一小時總結 – MySql 知識(一)
數據庫知識是開發和麪試必須掌握的知識,只有瞭解數據庫的脾性才能更好的使用它。
在衆多數據庫軟件裏面,Oracle 的性能最強悍,目前基本上還沒有 Oracle 一體機跑不動的應用(如果有隻能說明你的體量太大或者使用太爛)。MySql 作爲免費開源的代表基本上是大中小企業的首選。也是面試和應用中應該掌握的重點。
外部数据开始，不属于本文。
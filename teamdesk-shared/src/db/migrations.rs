/// Schema migrations
///
/// Migrations live in `migrations/` at the workspace root as reversible
/// `{timestamp}_{name}.up.sql` / `.down.sql` pairs and are embedded at
/// compile time. Development mode applies them at startup.
///
/// # Example
///
/// ```no_run
/// use teamdesk_shared::db::migrations::{ensure_database_exists, run_migrations};
/// use teamdesk_shared::db::pool::{create_pool, DatabaseConfig};
///
/// # async fn example() -> Result<(), Box<dyn std::error::Error>> {
/// let url = std::env::var("DATABASE_URL")?;
/// ensure_database_exists(&url).await?;
///
/// let pool = create_pool(DatabaseConfig { url, ..Default::default() }).await?;
/// run_migrations(&pool).await?;
/// # Ok(())
/// # }
/// ```

use sqlx::{migrate::MigrateDatabase, migrate::Migrator, postgres::PgPool, Postgres};
use tracing::{debug, info, warn};

/// Embedded workspace migrations
pub static MIGRATOR: Migrator = sqlx::migrate!("../migrations");

/// Applies all pending migrations
///
/// # Errors
///
/// Returns an error if a migration fails; sqlx rolls back the failing
/// migration's transaction.
pub async fn run_migrations(pool: &PgPool) -> Result<(), sqlx::migrate::MigrateError> {
    info!("Starting database migrations");

    match MIGRATOR.run(pool).await {
        Ok(()) => {
            info!("All database migrations completed successfully");
            Ok(())
        }
        Err(e) => {
            warn!("Migration failed: {}", e);
            Err(e)
        }
    }
}

/// Creates the database named in `database_url` if it is missing
pub async fn ensure_database_exists(database_url: &str) -> Result<(), sqlx::Error> {
    if !Postgres::database_exists(database_url).await? {
        info!("Database does not exist, creating it");
        Postgres::create_database(database_url).await?;
    } else {
        debug!("Database already exists");
    }

    Ok(())
}
/// Task endpoints
///
/// Tasks are visible to their creator and performer only. Admins and
/// managers create tasks; the creator edits, grades and deletes them; either
/// party may move the status and comment.
///
/// # Endpoints
///
/// - `GET  /tasks` - The user's tasks and average grade
/// - `GET|POST /tasks/create` - Create a task (admin or manager)
/// - `GET  /tasks/:id` - Task with creator, performer and comments
/// - `GET|POST /tasks/:id/edit` - Edit a task (creator)
/// - `POST /tasks/:id/delete` - Delete a task (creator)
/// - `GET|POST /tasks/:id/change_status?task_status=` - Move status
/// - `GET|POST /tasks/:id/change_assessment?assessment=` - Grade 1-5 (creator)
/// - `POST /tasks/:id/add_comment` - Post a chat message

use crate::{
    app::AppState,
    error::{ApiError, ApiResult},
    middleware::session::CurrentUser,
    routes::forms::{datetime_local, trimmed, ValidForm},
};
use axum::{
    extract::{Path, Query, State},
    response::Redirect,
    Json,
};
use chrono::NaiveDateTime;
use serde::{Deserialize, Serialize};
use teamdesk_shared::models::{
    task::{Task, TaskStatus, UpdateTask, UserTasks},
    task_chat::TaskComment,
    user::User,
};
use tracing::{info, warn};
use validator::Validate;

/// Lowest and highest grade
pub const ASSESSMENT_RANGE: std::ops::RangeInclusive<i32> = 1..=5;

#[derive(Debug, Deserialize, Validate)]
pub struct TaskForm {
    /// Performer user id
    pub performer: i64,

    #[serde(deserialize_with = "trimmed")]
    #[validate(length(min = 1, max = 2000, message = "Description must be 1-2000 characters"))]
    pub description: String,

    #[serde(deserialize_with = "datetime_local")]
    pub deadline: NaiveDateTime,
}

#[derive(Debug, Deserialize, Validate)]
pub struct EditTaskForm {
    #[serde(deserialize_with = "trimmed")]
    #[validate(length(min = 1, max = 2000, message = "Description must be 1-2000 characters"))]
    pub description: String,

    pub status: String,

    pub performer: i64,

    #[serde(deserialize_with = "datetime_local")]
    pub deadline: NaiveDateTime,

    /// Absent leaves the grade alone, blank clears it
    #[serde(default)]
    pub assessment: Option<String>,
}

#[derive(Debug, Deserialize, Validate)]
pub struct CommentForm {
    #[serde(deserialize_with = "trimmed")]
    #[validate(length(min = 1, max = 2000, message = "Message must be 1-2000 characters"))]
    pub message: String,
}

#[derive(Debug, Deserialize)]
pub struct StatusQuery {
    pub task_status: Option<String>,
}

#[derive(Debug, Deserialize)]
pub struct AssessmentQuery {
    pub assessment: Option<String>,
}

/// Task creation page model
#[derive(Debug, Serialize)]
pub struct TaskFormPage {
    pub task: Option<Task>,
    pub users: Vec<User>,
}

/// Task detail page model
#[derive(Debug, Serialize)]
pub struct TaskDetail {
    pub task: Task,
    pub creator: Option<User>,
    pub performer: Option<User>,
    pub comments: Vec<TaskComment>,

    /// Whether the viewer created the task
    pub can_edit: bool,
}

/// Parses a 1-5 grade
pub fn parse_assessment(raw: &str) -> ApiResult<i32> {
    raw.trim()
        .parse::<i32>()
        .ok()
        .filter(|grade| ASSESSMENT_RANGE.contains(grade))
        .ok_or_else(|| ApiError::BadRequest("Assessment must be an integer from 1 to 5".to_string()))
}

fn parse_status(raw: &str) -> ApiResult<TaskStatus> {
    raw.parse::<TaskStatus>()
        .map_err(|e| ApiError::BadRequest(e.to_string()))
}

/// Blank clears the grade; anything else must be a valid grade
fn parse_optional_assessment(raw: Option<&str>) -> ApiResult<Option<Option<i32>>> {
    match raw.map(str::trim) {
        None => Ok(None),
        Some("") => Ok(Some(None)),
        Some(grade) => parse_assessment(grade).map(|g| Some(Some(g))),
    }
}

fn task_path(id: i64) -> String {
    format!("/tasks/{}", id)
}

/// Loads a task the user takes part in
async fn visible_task(state: &AppState, id: i64, user: &User) -> ApiResult<Task> {
    let task = state
        .tasks()
        .get(id)
        .await?
        .ok_or_else(|| ApiError::NotFound(format!("Task {} not found", id)))?;

    if !task.involves(user.id) {
        warn!(task_id = id, user_id = user.id, "Task access refused");
        return Err(ApiError::Forbidden("Not a participant of this task".to_string()));
    }
    Ok(task)
}

/// Loads a task the user created
async fn owned_task(state: &AppState, id: i64, user: &User) -> ApiResult<Task> {
    let task = visible_task(state, id, user).await?;
    if task.creator_id != user.id {
        warn!(task_id = id, user_id = user.id, "Task change refused");
        return Err(ApiError::Forbidden("Only the task creator may do this".to_string()));
    }
    Ok(task)
}

fn ensure_can_assign(user: &User) -> ApiResult<()> {
    if user.role.can_assign_tasks() {
        Ok(())
    } else {
        Err(ApiError::Forbidden("Admin or manager role required".to_string()))
    }
}

/// `GET /tasks`
pub async fn list_tasks(
    State(state): State<AppState>,
    CurrentUser(user): CurrentUser,
) -> ApiResult<Json<UserTasks>> {
    Ok(Json(state.tasks().list_for_user(user.id).await?))
}

/// `GET /tasks/create`
pub async fn create_task_page(
    State(state): State<AppState>,
    CurrentUser(user): CurrentUser,
) -> ApiResult<Json<TaskFormPage>> {
    ensure_can_assign(&user)?;

    Ok(Json(TaskFormPage {
        task: None,
        users: state.users().list_all().await?,
    }))
}

/// `POST /tasks/create`
///
/// # Errors
///
/// - 403 unless the user is an admin or manager
/// - 400 when the performer does not exist
pub async fn create_task(
    State(state): State<AppState>,
    CurrentUser(user): CurrentUser,
    ValidForm(form): ValidForm<TaskForm>,
) -> ApiResult<Redirect> {
    ensure_can_assign(&user)?;

    state
        .tasks()
        .create_task(&user, form.performer, &form.description, form.deadline)
        .await?;

    Ok(Redirect::to("/tasks"))
}

/// `GET /tasks/:id`
pub async fn task_detail(
    State(state): State<AppState>,
    CurrentUser(user): CurrentUser,
    Path(id): Path<i64>,
) -> ApiResult<Json<TaskDetail>> {
    let task = visible_task(&state, id, &user).await?;

    let users = state.users();
    let creator = users.get(task.creator_id).await?;
    let performer = users.get(task.performer_id).await?;
    let comments = state.tasks().comments(task.id).await?;

    Ok(Json(TaskDetail {
        can_edit: task.creator_id == user.id,
        task,
        creator,
        performer,
        comments,
    }))
}

/// `GET /tasks/:id/edit`
pub async fn edit_task_page(
    State(state): State<AppState>,
    CurrentUser(user): CurrentUser,
    Path(id): Path<i64>,
) -> ApiResult<Json<TaskFormPage>> {
    let task = owned_task(&state, id, &user).await?;

    Ok(Json(TaskFormPage {
        task: Some(task),
        users: state.users().list_all().await?,
    }))
}

/// `POST /tasks/:id/edit`
pub async fn edit_task(
    State(state): State<AppState>,
    CurrentUser(user): CurrentUser,
    Path(id): Path<i64>,
    ValidForm(form): ValidForm<EditTaskForm>,
) -> ApiResult<Redirect> {
    owned_task(&state, id, &user).await?;

    let update = UpdateTask {
        description: Some(form.description),
        status: Some(parse_status(&form.status)?),
        performer_id: Some(form.performer),
        deadline: Some(form.deadline),
        assessment: parse_optional_assessment(form.assessment.as_deref())?,
    };
    state.tasks().update_task(id, update).await?;

    info!(task_id = id, user_id = user.id, "Task edited");
    Ok(Redirect::to(&task_path(id)))
}

/// `POST /tasks/:id/delete`
pub async fn delete_task(
    State(state): State<AppState>,
    CurrentUser(user): CurrentUser,
    Path(id): Path<i64>,
) -> ApiResult<Redirect> {
    owned_task(&state, id, &user).await?;
    state.tasks().delete(id).await?;

    info!(task_id = id, user_id = user.id, "Task deleted");
    Ok(Redirect::to("/tasks"))
}

/// `GET|POST /tasks/:id/change_status?task_status=in_work`
pub async fn change_status(
    State(state): State<AppState>,
    CurrentUser(user): CurrentUser,
    Path(id): Path<i64>,
    Query(query): Query<StatusQuery>,
) -> ApiResult<Redirect> {
    let raw = query
        .task_status
        .ok_or_else(|| ApiError::BadRequest("task_status is required".to_string()))?;
    let status = parse_status(&raw)?;

    visible_task(&state, id, &user).await?;
    state.tasks().update_status(id, status).await?;

    info!(task_id = id, user_id = user.id, status = %status, "Task status changed");
    Ok(Redirect::to(&task_path(id)))
}

/// `GET|POST /tasks/:id/change_assessment?assessment=4`
pub async fn change_assessment(
    State(state): State<AppState>,
    CurrentUser(user): CurrentUser,
    Path(id): Path<i64>,
    Query(query): Query<AssessmentQuery>,
) -> ApiResult<Redirect> {
    let grade = parse_assessment(query.assessment.as_deref().unwrap_or_default())?;

    owned_task(&state, id, &user).await?;
    state.tasks().update_assessment(id, grade).await?;

    info!(task_id = id, user_id = user.id, grade, "Task graded");
    Ok(Redirect::to(&task_path(id)))
}

/// `POST /tasks/:id/add_comment`
pub async fn add_comment(
    State(state): State<AppState>,
    CurrentUser(user): CurrentUser,
    Path(id): Path<i64>,
    ValidForm(form): ValidForm<CommentForm>,
) -> ApiResult<Redirect> {
    visible_task(&state, id, &user).await?;
    state.tasks().add_comment(id, user.id, &form.message).await?;

    Ok(Redirect::to(&task_path(id)))
}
以下內容爲默記整理內容,如存在表述錯誤表述不準確歡迎指正。
要點:
- 原理性知識:
- 整體:MySql 的體系結構;
- 線程模型:線程連接池;
- 內存模式:緩衝區;
- 網絡模型:reactor 模型;
- 文件模型:B+樹、binlog 及重做日誌
- 高可用:主從複製、binlog 及重做日誌;
- 擴展原理:MySql 引擎對比;
- 效能原理:MySql 的索引結構和存儲;
- 實現原理:MySql InnoDB 如何實現事務;
- InnoDB MVVC 的原理和實現;
- InnoDB 鎖相關知識;
- 整體:MySql 的體系結構;
- 應用性知識:
- explain 的用法和關注點;
- 慢查詢的查詢思路;
- sql 優化原則;
- 如何選擇合適的存儲引擎;
原理性知識
整體:MySql 的體系結構
MySql 整體可分爲三層:
- 連接層:最上層,實現連接管理;
- ??中間層??:MySql 本身實現的查詢緩存、sql 解析、sql 優化器,中間層調用底層存儲引擎層的 Api 實現 sql 的執行和優化;
- 存儲引擎層:最底層,可以以插件形式實現 MySql 的文件存儲和數據查詢;
線程模型:線程池
MySql 採用多線程實現,其內部運行了多個線程,採用統一線程池管理,每個連接的查詢發送到 mysql 後,有一個獨立線程負責此次 sql 的執行。
內存模型:緩衝區
MySql 採用內存緩衝區的方式提升應用效率,爲了降低磁盤 IO 次數,MySql 儘量把熱點數據緩存到內存中。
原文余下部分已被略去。